:: REQUIRED ACTION ::
Reproduce, exactly and in full, only the lines below from the one containing "fn new(op: OpCode, cb: &Aiocb)" through the one containing "signals::block_all_forever();".

:: Extracted records ::
━━━━━━━━

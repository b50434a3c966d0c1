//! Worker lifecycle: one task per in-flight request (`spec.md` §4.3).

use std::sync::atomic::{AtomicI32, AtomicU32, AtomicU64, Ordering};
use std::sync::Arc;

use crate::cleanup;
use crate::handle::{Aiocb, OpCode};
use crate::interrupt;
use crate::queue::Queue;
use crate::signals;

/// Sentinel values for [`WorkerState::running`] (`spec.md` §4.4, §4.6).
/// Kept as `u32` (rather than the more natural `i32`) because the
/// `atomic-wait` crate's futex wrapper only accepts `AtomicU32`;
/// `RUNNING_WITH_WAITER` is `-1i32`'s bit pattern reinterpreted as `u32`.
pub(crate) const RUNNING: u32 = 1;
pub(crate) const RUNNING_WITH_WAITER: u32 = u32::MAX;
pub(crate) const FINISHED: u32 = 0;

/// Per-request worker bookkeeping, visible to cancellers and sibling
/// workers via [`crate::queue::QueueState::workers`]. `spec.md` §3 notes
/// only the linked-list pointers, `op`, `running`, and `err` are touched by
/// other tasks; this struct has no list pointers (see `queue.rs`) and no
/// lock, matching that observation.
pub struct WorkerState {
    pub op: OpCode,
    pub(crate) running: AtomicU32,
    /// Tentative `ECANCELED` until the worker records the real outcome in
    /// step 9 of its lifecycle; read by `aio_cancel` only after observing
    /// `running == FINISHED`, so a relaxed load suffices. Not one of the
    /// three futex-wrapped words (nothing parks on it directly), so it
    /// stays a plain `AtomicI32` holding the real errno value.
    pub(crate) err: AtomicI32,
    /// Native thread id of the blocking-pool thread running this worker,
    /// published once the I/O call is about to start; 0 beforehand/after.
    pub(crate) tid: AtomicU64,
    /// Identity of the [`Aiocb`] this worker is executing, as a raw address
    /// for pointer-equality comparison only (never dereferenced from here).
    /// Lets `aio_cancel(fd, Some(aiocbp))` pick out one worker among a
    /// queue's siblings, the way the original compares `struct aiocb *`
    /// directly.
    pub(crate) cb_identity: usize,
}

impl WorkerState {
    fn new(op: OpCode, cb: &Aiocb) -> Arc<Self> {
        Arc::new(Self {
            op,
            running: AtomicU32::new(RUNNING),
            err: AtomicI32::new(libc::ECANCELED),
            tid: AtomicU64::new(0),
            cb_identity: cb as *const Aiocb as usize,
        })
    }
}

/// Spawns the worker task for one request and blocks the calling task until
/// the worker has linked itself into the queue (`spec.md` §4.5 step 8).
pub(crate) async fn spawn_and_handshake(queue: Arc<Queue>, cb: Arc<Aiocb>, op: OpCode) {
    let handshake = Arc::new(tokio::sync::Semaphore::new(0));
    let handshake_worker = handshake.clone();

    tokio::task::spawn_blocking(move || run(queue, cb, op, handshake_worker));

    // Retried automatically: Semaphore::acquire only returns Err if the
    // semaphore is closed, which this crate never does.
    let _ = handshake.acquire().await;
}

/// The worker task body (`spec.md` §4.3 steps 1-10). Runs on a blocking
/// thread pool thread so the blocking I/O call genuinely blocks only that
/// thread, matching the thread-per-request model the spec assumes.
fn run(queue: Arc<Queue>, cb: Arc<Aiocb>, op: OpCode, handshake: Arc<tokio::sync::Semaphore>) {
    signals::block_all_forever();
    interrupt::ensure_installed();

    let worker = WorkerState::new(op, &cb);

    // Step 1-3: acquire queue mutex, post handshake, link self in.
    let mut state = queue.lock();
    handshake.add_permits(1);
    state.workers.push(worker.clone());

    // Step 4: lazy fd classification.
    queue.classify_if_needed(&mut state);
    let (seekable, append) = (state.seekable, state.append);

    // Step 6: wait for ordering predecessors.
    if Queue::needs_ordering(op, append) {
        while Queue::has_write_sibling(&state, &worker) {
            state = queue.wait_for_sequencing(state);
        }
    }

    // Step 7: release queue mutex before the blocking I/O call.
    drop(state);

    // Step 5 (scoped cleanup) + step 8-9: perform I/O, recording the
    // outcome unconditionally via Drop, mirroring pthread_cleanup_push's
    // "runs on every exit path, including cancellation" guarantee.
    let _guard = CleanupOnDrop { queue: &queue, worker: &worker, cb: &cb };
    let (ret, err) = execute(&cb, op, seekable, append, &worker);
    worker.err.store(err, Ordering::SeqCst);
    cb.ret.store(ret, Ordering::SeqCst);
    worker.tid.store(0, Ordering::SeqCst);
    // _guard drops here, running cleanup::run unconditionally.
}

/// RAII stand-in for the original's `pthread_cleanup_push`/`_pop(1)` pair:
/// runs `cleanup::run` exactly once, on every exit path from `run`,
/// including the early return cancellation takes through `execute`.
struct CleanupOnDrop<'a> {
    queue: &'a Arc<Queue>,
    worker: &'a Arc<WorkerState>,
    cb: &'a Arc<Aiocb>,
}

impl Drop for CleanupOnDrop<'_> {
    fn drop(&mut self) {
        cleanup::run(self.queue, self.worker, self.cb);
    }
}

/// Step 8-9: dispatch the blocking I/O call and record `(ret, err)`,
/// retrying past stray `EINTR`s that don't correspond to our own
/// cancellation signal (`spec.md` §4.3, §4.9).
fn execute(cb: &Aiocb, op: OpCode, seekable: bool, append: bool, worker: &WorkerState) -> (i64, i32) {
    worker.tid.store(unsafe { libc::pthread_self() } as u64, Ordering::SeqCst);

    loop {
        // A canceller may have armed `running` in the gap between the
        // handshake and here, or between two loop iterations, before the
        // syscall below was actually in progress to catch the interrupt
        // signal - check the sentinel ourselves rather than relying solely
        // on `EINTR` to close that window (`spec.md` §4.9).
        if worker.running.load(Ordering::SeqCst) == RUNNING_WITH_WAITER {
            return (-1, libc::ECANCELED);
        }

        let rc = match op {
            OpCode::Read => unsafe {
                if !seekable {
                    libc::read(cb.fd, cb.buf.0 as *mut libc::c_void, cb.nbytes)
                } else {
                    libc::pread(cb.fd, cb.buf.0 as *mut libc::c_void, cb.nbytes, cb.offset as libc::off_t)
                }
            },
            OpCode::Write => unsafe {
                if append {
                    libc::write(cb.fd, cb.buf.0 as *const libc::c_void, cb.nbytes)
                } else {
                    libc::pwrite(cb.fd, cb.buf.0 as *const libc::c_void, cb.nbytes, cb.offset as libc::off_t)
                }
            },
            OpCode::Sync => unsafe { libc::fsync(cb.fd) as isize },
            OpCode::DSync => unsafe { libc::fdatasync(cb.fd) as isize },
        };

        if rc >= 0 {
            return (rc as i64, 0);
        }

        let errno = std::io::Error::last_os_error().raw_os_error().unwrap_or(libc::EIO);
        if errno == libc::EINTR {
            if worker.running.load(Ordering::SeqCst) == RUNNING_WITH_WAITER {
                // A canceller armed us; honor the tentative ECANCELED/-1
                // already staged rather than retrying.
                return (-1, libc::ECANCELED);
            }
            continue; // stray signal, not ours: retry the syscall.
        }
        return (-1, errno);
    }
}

━━━━━━━━

:: ANSWER BOX ::
    fn new(op: OpCode, cb: &Aiocb) -> Arc<Self> {
        Arc::new(Self {
            op,
            running: AtomicU32::new(RUNNING),
            err: AtomicI32::new(libc::ECANCELED),
            tid: AtomicU64::new(0),
            cb_identity: cb as *const Aiocb as usize,
        })
    }
}

/// Spawns the worker task for one request and blocks the calling task until
/// the worker has linked itself into the queue (`spec.md` §4.5 step 8).
pub(crate) async fn spawn_and_handshake(queue: Arc<Queue>, cb: Arc<Aiocb>, op: OpCode) {
    let handshake = Arc::new(tokio::sync::Semaphore::new(0));
    let handshake_worker = handshake.clone();

    tokio::task::spawn_blocking(move || run(queue, cb, op, handshake_worker));

    // Retried automatically: Semaphore::acquire only returns Err if the
    // semaphore is closed, which this crate never does.
    let _ = handshake.acquire().await;
}

/// The worker task body (`spec.md` §4.3 steps 1-10). Runs on a blocking
/// thread pool thread so the blocking I/O call genuinely blocks only that
/// thread, matching the thread-per-request model the spec assumes.
fn run(queue: Arc<Queue>, cb: Arc<Aiocb>, op: OpCode, handshake: Arc<tokio::sync::Semaphore>) {
    signals::block_all_forever();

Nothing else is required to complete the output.